L’empreinte profonde des pas de bœufs et d’éléphans employés aux transports des caravanes, sert cependant à frayer le chemin, tandis qu’un torrent, le Cabulay, guide le voyageur dans les gorges qu’il suit à travers les Ghates. Le terrain, dans quelques fondrières, était encore si détrempé, si boueux, que mes Indiens y enfonçaient jusqu’aux genoux. Nous éprouvâmes d’assez grandes difficultés à nous faire jour dans ces régions sombres et couvertes. De rares vallons, de fort peu d’étendue, ne nous permettaient qu’à de longs intervalles de retrouver le soleil caché sous le feuillage épais des forêts ; chacun de ces petits vallons était toujours dominé par plusieurs huttes établies tout autour, sur des arbres. Là se logeaient de pauvres Indiens tout nus, chargés de veiller la nuit sur les champs et de battre le tamtam pour empêcher les bêtes féroces de ravager, en peu d’heures, le travail de toute une année.

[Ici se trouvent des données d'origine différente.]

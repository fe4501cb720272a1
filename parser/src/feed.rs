//! Telemetry sources.
//!
//! Producers only ever push raw lines into a [`LineQueue`]. The consumer
//! drains it once per tick and owns all decoded state.

use std::fs::File;
use std::io::{BufRead, BufReader, Cursor, Read, Write};
use std::net::TcpStream;
use std::path::Path;
use std::thread::{self, JoinHandle};
use std::time::Duration;

use crossbeam_channel::{Receiver, Sender, TryIter, unbounded};
use tracing::{debug, info, warn};
use zip::ZipArchive;

use crate::FeedError;

/// Default Tacview real-time telemetry port.
pub const DEFAULT_PORT: u16 = 42674;
/// Entry name used by compressed `.zip.acmi` recordings.
pub const ARCHIVE_ENTRY: &str = "acmi.txt";

const STREAM_PROTOCOL: &str = "XtraLib.Stream.0";
const TELEMETRY_PROTOCOL: &str = "Tacview.RealTimeTelemetry.0";

/// Multi-producer FIFO of raw telemetry lines.
#[derive(Clone)]
pub struct LineQueue {
    tx: Sender<String>,
    rx: Receiver<String>,
}

impl Default for LineQueue {
    fn default() -> Self {
        Self::new()
    }
}

impl LineQueue {
    pub fn new() -> Self {
        let (tx, rx) = unbounded();
        LineQueue { tx, rx }
    }

    pub fn sender(&self) -> Sender<String> {
        self.tx.clone()
    }

    pub fn push(&self, line: impl Into<String>) {
        // Both ends live in `self`, so the channel cannot be disconnected here.
        let _ = self.tx.send(line.into());
    }

    /// Everything queued right now. Lines pushed while iterating may or may
    /// not be included.
    pub fn drain(&self) -> TryIter<'_, String> {
        self.rx.try_iter()
    }

    pub fn len(&self) -> usize {
        self.rx.len()
    }

    pub fn is_empty(&self) -> bool {
        self.rx.is_empty()
    }
}

/// Read a recording into lines. Accepts plain text or a zip archive holding
/// an `acmi.txt` entry (or exactly one entry of any name).
pub fn read_lines(path: impl AsRef<Path>) -> Result<Vec<String>, FeedError> {
    let path = path.as_ref();
    let mut bytes = Vec::new();
    File::open(path)?.read_to_end(&mut bytes)?;

    let text = if bytes.starts_with(b"PK\x03\x04") {
        debug!("{} is a zip archive", path.display());
        read_archive(bytes)?
    } else {
        String::from_utf8_lossy(&bytes).into_owned()
    };
    Ok(split_lines(&text))
}

fn read_archive(bytes: Vec<u8>) -> Result<String, FeedError> {
    let mut archive = ZipArchive::new(Cursor::new(bytes))?;
    let index = match archive.index_for_name(ARCHIVE_ENTRY) {
        Some(index) => index,
        None if archive.len() == 1 => 0,
        None if archive.is_empty() => return Err(FeedError::EmptyArchive),
        None => {
            let names = archive.file_names().collect::<Vec<_>>().join(", ");
            return Err(FeedError::UnsupportedFile(names));
        }
    };

    let mut entry = archive.by_index(index)?;
    let mut raw = Vec::new();
    entry.read_to_end(&mut raw)?;
    Ok(String::from_utf8_lossy(&raw).into_owned())
}

/// Split a recording into logical lines. A trailing backslash continues the
/// value on the next physical line.
pub fn split_lines(text: &str) -> Vec<String> {
    let text = text.strip_prefix('\u{feff}').unwrap_or(text);
    let mut lines = Vec::new();
    let mut pending = String::new();
    for raw in text.lines() {
        let raw = raw.strip_suffix('\r').unwrap_or(raw);
        if let Some(continued) = raw.strip_suffix('\\') {
            pending.push_str(continued);
            pending.push('\n');
            continue;
        }
        pending.push_str(raw);
        lines.push(std::mem::take(&mut pending));
    }
    if !pending.is_empty() {
        lines.push(pending);
    }
    lines
}

/// Push every line of a recording into `sender` from a background thread.
pub fn spawn_file_reader(
    path: impl AsRef<Path>,
    sender: Sender<String>,
) -> JoinHandle<Result<usize, FeedError>> {
    let path = path.as_ref().to_path_buf();
    thread::spawn(move || {
        let lines = read_lines(&path)?;
        let mut sent = 0;
        for line in lines {
            if sender.send(line).is_err() {
                break;
            }
            sent += 1;
        }
        info!("queued {sent} lines from {}", path.display());
        Ok(sent)
    })
}

/// Connection settings for a Tacview real-time telemetry server.
#[derive(Debug, Clone)]
pub struct RealTimeConfig {
    pub host: String,
    pub port: u16,
    pub client_name: String,
    pub password: String,
    /// Connection attempts made while the server refuses connections
    pub retries: u32,
    pub retry_delay: Duration,
}

impl Default for RealTimeConfig {
    fn default() -> Self {
        RealTimeConfig {
            host: "localhost".to_string(),
            port: DEFAULT_PORT,
            client_name: "acmi_mirror".to_string(),
            password: String::new(),
            retries: 5,
            retry_delay: Duration::from_secs(10),
        }
    }
}

/// An established telemetry session.
pub struct RealTimeSession<S: Read + Write> {
    server_name: String,
    reader: BufReader<S>,
}

impl RealTimeSession<TcpStream> {
    /// Connect and handshake, retrying while the server refuses.
    pub fn connect(config: &RealTimeConfig) -> Result<Self, FeedError> {
        let address = (config.host.as_str(), config.port);
        let mut attempt = 0;
        let stream = loop {
            attempt += 1;
            match TcpStream::connect(address) {
                Ok(stream) => break stream,
                Err(err)
                    if err.kind() == std::io::ErrorKind::ConnectionRefused
                        && attempt < config.retries =>
                {
                    warn!(
                        "connection refused, retrying in {:?} ({attempt}/{})",
                        config.retry_delay, config.retries
                    );
                    thread::sleep(config.retry_delay);
                }
                Err(err) => return Err(err.into()),
            }
        };
        RealTimeSession::handshake(stream, &config.client_name, &config.password)
    }
}

impl<S: Read + Write> RealTimeSession<S> {
    /// Exchange the stream and telemetry protocol headers over `stream`.
    pub fn handshake(stream: S, client_name: &str, password: &str) -> Result<Self, FeedError> {
        let mut reader = BufReader::new(stream);
        let hello =
            format!("{STREAM_PROTOCOL}\n{TELEMETRY_PROTOCOL}\nClient {client_name}\n{password}\0");
        reader.get_mut().write_all(hello.as_bytes())?;
        reader.get_mut().flush()?;

        let mut raw = Vec::new();
        reader.read_until(b'\0', &mut raw)?;
        if raw.pop() != Some(b'\0') {
            return Err(FeedError::HandshakeClosed);
        }

        let reply = String::from_utf8_lossy(&raw);
        let expected = format!("{STREAM_PROTOCOL}\n{TELEMETRY_PROTOCOL}\n");
        let Some(rest) = reply.strip_prefix(&expected) else {
            return Err(FeedError::HandshakeRejected(reply.into_owned()));
        };
        let server_name = rest.lines().next().unwrap_or_default().to_string();
        info!("connected to telemetry server {server_name:?}");

        Ok(RealTimeSession {
            server_name,
            reader,
        })
    }

    pub fn server_name(&self) -> &str {
        &self.server_name
    }

    /// Forward lines into `sender` until the server closes the stream or the
    /// receiving side goes away. Returns the number of lines forwarded.
    pub fn pump(mut self, sender: &Sender<String>) -> Result<usize, FeedError> {
        let mut forwarded = 0;
        let mut raw = Vec::new();
        loop {
            raw.clear();
            if self.reader.read_until(b'\n', &mut raw)? == 0 {
                info!("telemetry server closed the stream");
                return Ok(forwarded);
            }
            let line = String::from_utf8_lossy(&raw);
            let line = line.trim_end_matches(['\r', '\n']);
            if sender.send(line.to_string()).is_err() {
                debug!("line queue dropped, stopping reader");
                return Ok(forwarded);
            }
            forwarded += 1;
        }
    }
}

impl<S: Read + Write + Send + 'static> RealTimeSession<S> {
    pub fn spawn(self, sender: Sender<String>) -> JoinHandle<Result<usize, FeedError>> {
        thread::spawn(move || self.pump(&sender))
    }
}
pub mod config;
mod error;
pub mod instance;
pub mod mirror;
pub mod packed;
pub mod pipeline;

pub use error::MirrorError;
pub use instance::{IconInstance, IconSet, IconShape, LockLine, LockPair, VelocityVector};
pub use mirror::{Frame, MirrorOptions, RenderMirror};
pub use packed::{MemoryReport, PackedArray};
pub use pipeline::{Pipeline, TickStats};
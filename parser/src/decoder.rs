use chrono::{NaiveDateTime, TimeZone};
use kinded::Kinded;
use nom::IResult;
use nom::combinator::all_consuming;
use nom::number::complete::double;
use serde::Serialize;
use std::collections::HashMap;
use strum_macros::{Display, EnumIter, EnumString};
use tracing::{debug, trace, warn};
use variantly::Variantly;

use crate::DecodeError;
use crate::types::{ObjectId, Timestamp};

/// Key of the compound position/orientation property.
pub const ORIENTATION_KEY: &str = "T";
/// Global property carrying the absolute time baseline of the recording.
pub const REFERENCE_TIME_KEY: &str = "ReferenceTime";

/// One sub-field of the `T` compound property.
#[derive(Debug, Clone, Copy, PartialEq, Eq, Hash, Serialize, Display, EnumString, EnumIter)]
pub enum OrientationField {
    Longitude,
    Latitude,
    Altitude,
    Roll,
    Pitch,
    Yaw,
    U,
    V,
    Heading,
}

use OrientationField::*;

/// `lon|lat|alt|u|v`
const FLAT_SIMPLE: [OrientationField; 5] = [Longitude, Latitude, Altitude, U, V];
/// `lon|lat|alt|u|v|<redundant>`, only emitted for the bullseye by some servers.
const SPHERICAL_COMPLEX: [OrientationField; 5] = [Longitude, Latitude, Altitude, U, V];
/// `lon|lat|alt|roll|pitch|yaw|u|v|heading`
const FLAT_COMPLEX: [OrientationField; 9] =
    [Longitude, Latitude, Altitude, Roll, Pitch, Yaw, U, V, Heading];

/// Decoded `T` property. Sub-fields left empty on the wire are `None` and must
/// not overwrite anything when applied.
#[derive(Debug, Default, Clone, Copy, PartialEq, Serialize)]
pub struct OrientationDelta {
    pub longitude: Option<f64>,
    pub latitude: Option<f64>,
    pub altitude: Option<f64>,
    pub roll: Option<f64>,
    pub pitch: Option<f64>,
    pub yaw: Option<f64>,
    pub u: Option<f64>,
    pub v: Option<f64>,
    pub heading: Option<f64>,
}

impl OrientationDelta {
    pub fn get(&self, field: OrientationField) -> Option<f64> {
        match field {
            Longitude => self.longitude,
            Latitude => self.latitude,
            Altitude => self.altitude,
            Roll => self.roll,
            Pitch => self.pitch,
            Yaw => self.yaw,
            U => self.u,
            V => self.v,
            Heading => self.heading,
        }
    }

    pub fn set(&mut self, field: OrientationField, value: f64) {
        let slot = match field {
            Longitude => &mut self.longitude,
            Latitude => &mut self.latitude,
            Altitude => &mut self.altitude,
            Roll => &mut self.roll,
            Pitch => &mut self.pitch,
            Yaw => &mut self.yaw,
            U => &mut self.u,
            V => &mut self.v,
            Heading => &mut self.heading,
        };
        *slot = Some(value);
    }

    /// Present sub-fields, in wire order.
    pub fn present(&self) -> impl Iterator<Item = (OrientationField, f64)> {
        FLAT_COMPLEX
            .into_iter()
            .filter_map(|field| self.get(field).map(|value| (field, value)))
    }

    pub fn is_empty(&self) -> bool {
        self.present().next().is_none()
    }
}

/// Raw value of a property as carried by a record.
#[derive(Debug, Clone, PartialEq, Serialize, Variantly)]
#[serde(untagged)]
pub enum PropertyValue {
    Text(String),
    Orientation(OrientationDelta),
}

pub type Properties = HashMap<String, PropertyValue>;

/// A decoded telemetry line.
#[derive(Debug, Clone, Serialize)]
pub struct Record {
    /// `reference_time + relative_time` at the moment the line was decoded.
    pub timestamp: Timestamp,
    pub payload: RecordPayload,
}

#[derive(Debug, Clone, Serialize, Kinded)]
#[serde(tag = "type")]
pub enum RecordPayload {
    /// `#<seconds>` frame marker.
    TimeAdvance { offset: f64 },
    /// `-<id>`
    Remove { id: ObjectId },
    /// Properties of the global object (`0,...`).
    GlobalUpdate { properties: Properties },
    /// Properties of a single object (`<id>,...`).
    EntityUpdate { id: ObjectId, properties: Properties },
}

impl Record {
    pub fn id(&self) -> Option<&ObjectId> {
        match &self.payload {
            RecordPayload::Remove { id } | RecordPayload::EntityUpdate { id, .. } => Some(id),
            RecordPayload::TimeAdvance { .. } | RecordPayload::GlobalUpdate { .. } => None,
        }
    }

    pub fn properties(&self) -> Option<&Properties> {
        match &self.payload {
            RecordPayload::GlobalUpdate { properties }
            | RecordPayload::EntityUpdate { properties, .. } => Some(properties),
            RecordPayload::TimeAdvance { .. } | RecordPayload::Remove { .. } => None,
        }
    }

    /// Text value of `key`, if the record carries it.
    pub fn text(&self, key: &str) -> Option<&str> {
        self.properties()?
            .get(key)
            .and_then(PropertyValue::text_ref)
            .map(String::as_str)
    }

    pub fn orientation(&self) -> Option<&OrientationDelta> {
        self.properties()?
            .get(ORIENTATION_KEY)
            .and_then(PropertyValue::orientation_ref)
    }
}

/// Counters kept by the decoder across its lifetime.
#[derive(Debug, Default, Clone, Copy, PartialEq, Eq, Serialize)]
pub struct DecoderStats {
    /// Lines handed to [`Decoder::decode_line`].
    pub lines: usize,
    /// Lines that produced a record.
    pub records: usize,
    /// Header, comment and blank lines.
    pub ignored: usize,
    /// Lines rejected or truncated because of malformed content.
    pub malformed: usize,
    /// Lines using a schema this decoder does not handle (2-pipe `T`).
    pub unsupported: usize,
}

/// Stateful ACMI line decoder.
///
/// The only state is the relative-time cursor (replaced by every `#` line) and
/// the reference-time baseline (replaced by a global `ReferenceTime` property).
#[derive(Debug, Clone, Default)]
pub struct Decoder {
    relative_time: f64,
    reference_time: Timestamp,
    stats: DecoderStats,
}

impl Decoder {
    pub fn new() -> Self {
        Self::default()
    }

    pub fn relative_time(&self) -> f64 {
        self.relative_time
    }

    pub fn reference_time(&self) -> Timestamp {
        self.reference_time
    }

    /// Absolute time of the current frame.
    pub fn now(&self) -> Timestamp {
        offset_time(self.reference_time, self.relative_time).unwrap_or(self.reference_time)
    }

    pub fn stats(&self) -> DecoderStats {
        self.stats
    }

    /// Forget the time cursor and baseline, e.g. when a new feed starts.
    pub fn reset(&mut self) {
        self.relative_time = 0.0;
        self.reference_time = Timestamp::default();
    }

    /// Decode one line (without its trailing newline).
    ///
    /// Returns `None` for lines that carry no record: headers, comments, blank
    /// lines and lines rejected as malformed or unsupported.
    pub fn decode_line(&mut self, line: &str) -> Option<Record> {
        self.stats.lines += 1;
        let line = line.trim();

        if line.is_empty()
            || line.starts_with("FileType")
            || line.starts_with("FileVersion")
            || line.starts_with("//")
        {
            self.stats.ignored += 1;
            return None;
        }

        let record = if let Some(offset) = line.strip_prefix('#') {
            self.decode_time_marker(offset)
        } else if let Some(id) = line.strip_prefix('-') {
            self.decode_remove(id)
        } else {
            self.decode_update(line)
        };

        if record.is_some() {
            self.stats.records += 1;
        }
        record
    }

    fn decode_time_marker(&mut self, offset: &str) -> Option<Record> {
        let Some(offset) = parse_float(offset) else {
            self.malformed(DecodeError::InvalidTimeMarker(offset.to_string()));
            return None;
        };
        let Some(timestamp) = offset_time(self.reference_time, offset) else {
            self.malformed(DecodeError::TimeMarkerOutOfRange(offset));
            return None;
        };
        self.relative_time = offset;
        Some(Record {
            timestamp,
            payload: RecordPayload::TimeAdvance { offset },
        })
    }

    fn decode_remove(&mut self, id: &str) -> Option<Record> {
        let id = id.trim();
        if id.is_empty() {
            warn!("removal line without an object id");
            self.stats.malformed += 1;
            return None;
        }
        Some(Record {
            timestamp: self.now(),
            payload: RecordPayload::Remove { id: ObjectId::from(id) },
        })
    }

    fn decode_update(&mut self, line: &str) -> Option<Record> {
        let mut fields = split_fields(line).into_iter();
        let raw_id = fields.next()?;
        if raw_id.is_empty() {
            warn!("update line without an object id");
            self.stats.malformed += 1;
            return None;
        }
        let is_global = raw_id == "0";

        let mut properties = Properties::new();
        for field in fields {
            let Some((key, value)) = field.split_once('=') else {
                // Keep what was decoded so far.
                self.malformed(DecodeError::MissingSeparator { field });
                break;
            };

            if key == ORIENTATION_KEY {
                match parse_orientation(value) {
                    Ok(Some(delta)) => {
                        properties.insert(key.to_string(), PropertyValue::Orientation(delta));
                    }
                    Ok(None) => {
                        trace!("skipping spherical-world object {raw_id}");
                        self.stats.unsupported += 1;
                        return None;
                    }
                    Err(err) => {
                        self.malformed(err);
                        return None;
                    }
                }
                continue;
            }

            if is_global && key == REFERENCE_TIME_KEY {
                match parse_reference_time(value) {
                    Ok(reference) => {
                        debug!("reference time set to {reference}");
                        self.reference_time = reference;
                    }
                    Err(err) => warn!("{err}"),
                }
            }

            properties.insert(key.to_string(), PropertyValue::Text(value.to_string()));
        }

        let payload = if is_global {
            RecordPayload::GlobalUpdate { properties }
        } else {
            RecordPayload::EntityUpdate {
                id: ObjectId::from(raw_id),
                properties,
            }
        };

        Some(Record {
            timestamp: self.now(),
            payload,
        })
    }

    fn malformed(&mut self, err: DecodeError) {
        warn!("malformed telemetry line: {err}");
        self.stats.malformed += 1;
    }
}

/// `reference` plus `offset` seconds, or `None` outside the representable range.
fn offset_time(reference: Timestamp, offset: f64) -> Option<Timestamp> {
    let micros = (offset * 1_000_000.0).round();
    if !micros.is_finite() || micros.abs() >= i64::MAX as f64 {
        return None;
    }
    reference.checked_add_signed(chrono::Duration::microseconds(micros as i64))
}

/// Split a line on commas, honouring `\,` escapes inside values.
fn split_fields(line: &str) -> Vec<String> {
    let mut fields = Vec::new();
    let mut current = String::new();
    let mut chars = line.chars().peekable();
    while let Some(c) = chars.next() {
        match c {
            '\\' if chars.peek() == Some(&',') => {
                current.push(',');
                chars.next();
            }
            ',' => fields.push(std::mem::take(&mut current)),
            _ => current.push(c),
        }
    }
    fields.push(current);
    fields
}

pub(crate) fn parse_float(input: &str) -> Option<f64> {
    let result: IResult<&str, f64> = all_consuming(double)(input.trim());
    result.ok().map(|(_, value)| value)
}

/// Decode a `T` value. `Ok(None)` marks the unsupported 2-pipe schema.
fn parse_orientation(value: &str) -> Result<Option<OrientationDelta>, DecodeError> {
    let pipes = value.matches('|').count();
    let schema: &[OrientationField] = match pipes {
        2 => return Ok(None),
        4 => &FLAT_SIMPLE,
        5 => {
            trace!("discarding redundant sixth T field in {value:?}");
            &SPHERICAL_COMPLEX
        }
        8 => &FLAT_COMPLEX,
        _ => {
            return Err(DecodeError::UnsupportedPipeCount {
                value: value.to_string(),
                pipes,
            });
        }
    };

    let mut delta = OrientationDelta::default();
    for (index, (field, raw)) in schema.iter().zip(value.split('|')).enumerate() {
        let raw = raw.trim();
        if raw.is_empty() {
            continue;
        }
        match parse_float(raw) {
            Some(parsed) => delta.set(*field, parsed),
            None => warn!(
                "{}",
                DecodeError::InvalidOrientationValue {
                    index,
                    value: raw.to_string(),
                }
            ),
        }
    }
    Ok(Some(delta))
}

fn parse_reference_time(value: &str) -> Result<Timestamp, DecodeError> {
    let value = value.trim();
    if let Ok(naive) = NaiveDateTime::parse_from_str(value, "%Y-%m-%dT%H:%M:%SZ") {
        return Ok(chrono::Utc.from_utc_datetime(&naive));
    }
    chrono::DateTime::parse_from_rfc3339(value)
        .map(|time| time.with_timezone(&chrono::Utc))
        .map_err(|_| DecodeError::InvalidReferenceTime(value.to_string()))
}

Jusqu’alors je n’avais eu de précautions à prendre dans mon voyage que contre les voleurs qui vous assassinent, s’ils peuvent vous surprendre sans défense et surtout sans armes à feu. Aussi, dans la plupart des villages peu sûrs où l’on doit passer la nuit, l’usage est-il de tirer un ou deux coups de fusil qui avertissent qu’on est sur ses gardes ; et pour peu que le village soit pourvu d’autorités régulières, un homme de la police doit battre le tamtam d’heure en heure, pour prouver qu’on veille.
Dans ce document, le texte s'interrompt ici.